Forscher am Max-Planck-Institut für molekulare Genetik haben nun atmende mit nicht atmenden Hefezellen verglichen. Wurde die Atmung aktiviert, stieg unmittelbar die Toleranz gegenüber oxidierenden Substanzen, jedoch nicht, wie erwartet, die Konzentration freier Radikale in der Zelle. Atmende Zellen waren also durchaus in der Lage, mit der erhöhten Bildung von freien Radikalen umzugehen und sie auf dem Niveau nicht-atmender Zellen zu halten.

Den Forschern zufolge ist eine bisher unentdeckte Rückkopplung innerhalb eines zentralen Stoffwechselweges für diesen Prozess verantwortlich.

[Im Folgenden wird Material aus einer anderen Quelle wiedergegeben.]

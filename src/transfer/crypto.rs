//! Field-level encryption for export files
//!
//! Key: SHA-256(password ‖ salt). This is the key schedule of every export
//! file written so far and has to stay byte-for-byte identical to read them.
//!
//! Cipher: AES-256-GCM. Each field is sealed with its own random 96-bit nonce
//! and stored as base64(nonce ‖ ciphertext ‖ tag).

use aes_gcm::{
    aead::{Aead, AeadCore, KeyInit, OsRng},
    Aes256Gcm, Nonce,
};
use base64::{engine::general_purpose::STANDARD as BASE64, Engine};
use rand::RngCore;
use sha2::{Digest, Sha256};
use zeroize::Zeroizing;

use super::error::TransferError;

/// Lengths of fixed-size fields
pub const SALT_LEN: usize = 16;
pub const KEY_LEN: usize = 32;
pub const NONCE_LEN: usize = 12;
pub const TAG_LEN: usize = 16;

/// Symmetric key derived for one export or import call
pub type FieldKey = Zeroizing<[u8; KEY_LEN]>;

/// Generate a fresh export salt using the OS RNG
pub fn generate_salt() -> [u8; SALT_LEN] {
    let mut salt = [0u8; SALT_LEN];
    rand::rngs::OsRng.fill_bytes(&mut salt);
    salt
}

/// Derive the field key from a password and salt
pub fn derive_key(password: &str, salt: &[u8]) -> FieldKey {
    let mut hasher = Sha256::new();
    hasher.update(password.as_bytes());
    hasher.update(salt);

    let mut key = Zeroizing::new([0u8; KEY_LEN]);
    key.copy_from_slice(&hasher.finalize());
    key
}

/// Encrypt one secret field, returning the base64 blob
pub fn encrypt_field(plaintext: &str, key: &FieldKey) -> Result<String, TransferError> {
    let cipher = Aes256Gcm::new_from_slice(&key[..]).map_err(|_| TransferError::EncryptionFailed)?;
    let nonce = Aes256Gcm::generate_nonce(&mut OsRng);

    // AES-GCM appends the tag to the ciphertext
    let ciphertext = cipher
        .encrypt(&nonce, plaintext.as_bytes())
        .map_err(|_| TransferError::EncryptionFailed)?;

    let mut blob = Vec::with_capacity(NONCE_LEN + ciphertext.len());
    blob.extend_from_slice(&nonce);
    blob.extend_from_slice(&ciphertext);

    Ok(BASE64.encode(blob))
}

/// Decrypt one secret field.
///
/// Bad base64, a truncated blob, a failed tag check and non-UTF-8 plaintext
/// all report the same `DecryptionFailed`.
pub fn decrypt_field(blob: &str, key: &FieldKey) -> Result<String, TransferError> {
    let combined = BASE64
        .decode(blob.trim())
        .map_err(|_| TransferError::DecryptionFailed)?;

    if combined.len() < NONCE_LEN + TAG_LEN {
        return Err(TransferError::DecryptionFailed);
    }

    let (nonce_bytes, ciphertext) = combined.split_at(NONCE_LEN);
    let cipher = Aes256Gcm::new_from_slice(&key[..]).map_err(|_| TransferError::DecryptionFailed)?;

    let plaintext = cipher
        .decrypt(Nonce::from_slice(nonce_bytes), ciphertext)
        .map_err(|_| TransferError::DecryptionFailed)?;

    String::from_utf8(plaintext).map_err(|_| TransferError::DecryptionFailed)
}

Das kohlenhydrat-abbauende Enzym Pyruvatkinase reguliert die Atmungsaktivität von Hefezellen. In atmenden Zellen ist es weniger aktiv, was zu einer Anreicherung seines Substrats Phosphoenolpyruvat führt. Die Akkumulation dieser Substanz hemmt ein anderes Enzym der Glykolyse, die Triosephosphat-Isomerase. Dieses Enzym ist den Forschern bestens bekannt - bereits früher hatten sie entdeckt, dass eine geringe Aktivität dieses Enzyms vor freien Radikalen schützt. „Wenn wir diesen Rückkopplungsmechanismus künstlich unterbinden und die Atmung aktivieren, steigt die freie Radikal-Konzentration in den atmenden Zellen stark an und schädigt Proteine und Mitochondrien. Zellen können also frühzeitig erkennen, wann eine erhöhte Radikal-Produktion auftreten wird und ihren Stoffwechsel schon anpassen, bevor es überhaupt zur Produktion der freien Radikale kommt“, erklärt Markus Ralser vom Max-Planck-Institut für molekulare Genetik.

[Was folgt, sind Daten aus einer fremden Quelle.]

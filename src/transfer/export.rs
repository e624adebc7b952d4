//! Export file writing

use base64::{engine::general_purpose::STANDARD as BASE64, Engine};
use std::path::Path;

use crate::config::codec;
use crate::config::storage::write_atomic;
use crate::config::types::ShuttleData;

use super::crypto::{derive_key, generate_salt};
use super::error::TransferError;
use super::secrets::seal_secrets;

/// Build the document to export from the live one.
///
/// With a password, every non-empty sudo password is sealed under a key
/// derived from a fresh salt and the salt is stored in the document.
/// Without one, secrets go out in plaintext and no salt is written.
pub fn build_export(live: &ShuttleData, password: Option<&str>) -> Result<ShuttleData, TransferError> {
    let mut export = live.clone();
    export.export_salt = None;

    if let Some(password) = password.filter(|p| !p.is_empty()) {
        let salt = generate_salt();
        let key = derive_key(password, &salt);

        let sealed = seal_secrets(&mut export, &key)?;
        export.export_salt = Some(BASE64.encode(salt));
        tracing::debug!("Sealed {} secrets for export", sealed);
    } else {
        tracing::warn!("Exporting without password; sudo passwords are written in plaintext");
    }

    Ok(export)
}

/// Encode an export document and write it atomically to `path`
pub async fn write_export(path: &Path, export: &ShuttleData) -> Result<(), TransferError> {
    let bytes = codec::encode_export(export)?;
    write_atomic(path, &bytes).await?;
    Ok(())
}
use crate::models::audio_models::{AudioFormat, DeviceInfo};
use crate::models::error::LoopbackError;

/// Interface for a blocking PCM capture source (microphone).
///
/// The session moves the device onto the loop thread while recording,
/// so implementations must be `Send`.
pub trait CaptureDevice: Send {
    /// Smallest buffer, in bytes, the device accepts for `format`.
    fn min_buffer_size(&self, format: &AudioFormat) -> Result<usize, LoopbackError>;

    /// Open the device with the given format and buffer size.
    ///
    /// Reopening an already open device with the same parameters is a no-op.
    fn open(&mut self, format: &AudioFormat, buffer_bytes: usize) -> Result<(), LoopbackError>;

    /// Begin delivering samples.
    fn start(&mut self) -> Result<(), LoopbackError>;

    /// Block until samples are available and copy up to `buffer.len()` bytes.
    ///
    /// Returns the number of bytes written to `buffer`. May return 0 when
    /// nothing arrived within the device's wait bound.
    fn read(&mut self, buffer: &mut [u8]) -> Result<usize, LoopbackError>;

    /// Stop delivering samples. The device stays open and can be restarted.
    fn stop(&mut self) -> Result<(), LoopbackError>;

    fn device_info(&self) -> DeviceInfo;
}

Diese Entdeckung ist möglicherweise von besonderer Bedeutung für die Krebsforschung. Denn das Enzym Pyruvatkinase ist mit dafür verantwortlich, dass Tumorzellen meist weniger atmen und dafür mehr Zuckerstoffwechsel betreiben als gesundes Gewebe. Dieser Effekt ist nach Otto Warburg genannt, der in den 1920er Jahren erstmals einen erhöhten Zuckerstoffwechsel in Krebszellen nachweisen konnte. Die Forscher hoffen nun, dass der neu entdeckte Rückkoppelungsmechanismus benutzt werden kann, um in Tumorzellen einen gezielten Nährstoffmangel auszulösen und sie dadurch angreifbar zu machen.